Hey folks!
Long-time lurker, finally got something worth posting. For the last month I’ve been tinkering away on a little home lab for comparing local LLMs — half because I genuinely needed it, half because, well, you know how it goes once a project grabs you.
The result is Toolery, and I’d love for you to take it for a spin. My hope is that it actually earns a spot in your toolkit rather than collecting dust in your bookmarks.
Fair warning, though: like every free tool and every benchmark ever made, it’s not perfect — but it can hand you the answers you’ve been hunting for. So grab a coffee, point it at your endpoint, and let’s see what your rig is really made of.
If you’ve spent any real time building out a homelab, you know the loop. There’s a box humming in the closet, maybe a node or two, vLLM or llama.cpp serving a model on port 8000. You pull a fresh quant, swap the served model, nudge a sampler setting, and then… what? You fire off a handful of prompts, it feels about right, and you move on. That gut-feel step is the weakest link in the whole setup, and it’s exactly the gap I built Toolery to close.
Toolery is a deterministic benchmark for LLM tool-calling. It runs a model through 143 hand-written scenarios across four difficulty tiers — 40 easy, 45 medium, 34 hard, 24 very-hard — and scores every run with plain assertions over the tool calls, arguments, and final text. No model-as-judge anywhere in the pipeline, which means two things that matter for a home setup: it costs nothing to run, and the same run gives you the same number every time. You can diff results instead of squinting at them.

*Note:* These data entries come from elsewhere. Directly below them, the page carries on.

//! Per-guild playback session.
//!
//! A [`GuildSession`] owns one voice connection and runs two tasks:
//!
//! - the **player loop**, which pops the next track, materializes it, plays it
//!   and waits for it to finish before looping;
//! - the **monitor**, which periodically checks for an empty voice channel or
//!   prolonged inactivity and tears the session down.
//!
//! Both tasks observe the same [`CancellationToken`]. Teardown (stop audio,
//! disconnect, delete the now-playing message) runs exactly once, at the end
//! of the player task, whether the loop ended by cancellation or by a panic.

use async_trait::async_trait;
use futures::FutureExt;
use parking_lot::{Mutex, RwLock};
use serenity::model::id::{GuildId, MessageId};
use std::{
    panic::AssertUnwindSafe,
    sync::{
        atomic::{AtomicBool, Ordering},
        Arc,
    },
    time::Duration,
};
use tokio::{
    sync::{watch, Notify},
    task::JoinHandle,
    time::{timeout, Instant},
};
use tokio_util::sync::CancellationToken;
use tracing::{debug, error, info, warn};

use super::queue::{QueueHandle, Requester, Track};
use crate::{config::Config, error::PlaybackError};

tokio::task_local! {
    static IN_MONITOR: bool;
}

/// Audio materializado para un track. `cleanup` se invoca exactamente una vez.
pub trait AudioSource: Send + 'static {
    fn cleanup(&mut self);
}

/// Conexión de voz de una guild, abstraída sobre Songbird.
#[async_trait]
pub trait VoiceHandle: Send + Sync + 'static {
    type Source: AudioSource;

    async fn open_source(&self, track: &Track) -> Result<Self::Source, PlaybackError>;

    /// Inicia la reproducción. `done` debe marcarse al terminar o fallar el track.
    async fn play(&self, source: &mut Self::Source, done: TrackDone) -> Result<(), PlaybackError>;

    async fn stop(&self);

    async fn disconnect(&self);

    async fn is_playing(&self) -> bool;

    async fn is_connected(&self) -> bool;

    /// Miembros humanos en el canal del bot. `None` si no se puede determinar.
    async fn human_member_count(&self) -> Option<usize>;

    async fn reconnect(&self, requester: &Requester) -> Result<(), PlaybackError>;
}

It’s built for people serving their own models. Point it at any OpenAI-compatible endpoint and it works, but the whole thing is shaped around local serving — vLLM, llama.cpp, SGLang — and it’s cluster-aware, so the same model on a single node versus a multi-node topology gets tracked as a separate config rather than smeared together. There’s a terminal dashboard (TUI) that probes your common ports, finds the live endpoint, launches the run in the background, and shows progress as it goes. You don’t leave the console.
The part I find most useful is the capability matrix. Instead of one blurry “score,” you get separate columns for things like agentic planning, error recovery, parameter precision, state tracking, instruction following, restraint, and calibration/hallucination. That’s where you actually learn something — a model can look great overall and still fall apart on, say, recovering from a bad tool result, which is the kind of thing that quietly wrecks an agent in production.
One thing worth saying plainly: treat the numbers as a compass, not a verdict. 143 scenarios is a solid signal, but it isn’t your workload, your tools, or your latency budget. The README itself flags that gaps under ~2 percentage points are noise. Use Toolery to shortlist candidates, catch a regression after you change a quant, or sanity-check a new model before you trust it — not to crown a single “best” model and stop thinking. The real test is still your own prompts running against your own tools.
Getting started is short:
git clone https://github.com/karolpalys/toolery.git
cd toolery
uv sync
export TOOLERY_BASE_URL=http://localhost:8000
uv run toolery run --model my-model --adapter raw --tier easy --trials 3
uv run toolery tui
That last line opens the dashboard once you’ve got a run or two recorded.
It’s MIT-licensed and on GitHub: https://github.com/karolpalys/toolery — happy to hear what breaks, what’s confusing, or what scenarios you’d want added. If you’re already serving models at home, I think you’ll get something out of it.
I’m wide open to any feedback just a heads-up that my bandwidth’s going to be a bit thin for a while, so be gentle if I’m slow to reply. I’m absolutely planning to keep developing this, but what’s already in there should be useful as is.
One last thing worth pointing you at: the Profiles tab. That’s where it gets genuinely handy instead of staring at a wall of numbers, you can pick a local LLM based on what you actually need it for. It rebalances the weighting across capabilities depending on the job, so a model tuned for agentic coding bubbles up for one profile and a tidy structured-output workhorse wins for another. Saves you the mental gymnastics of deciding which columns matter today.
That’s it from me go break it, and let me know how it goes.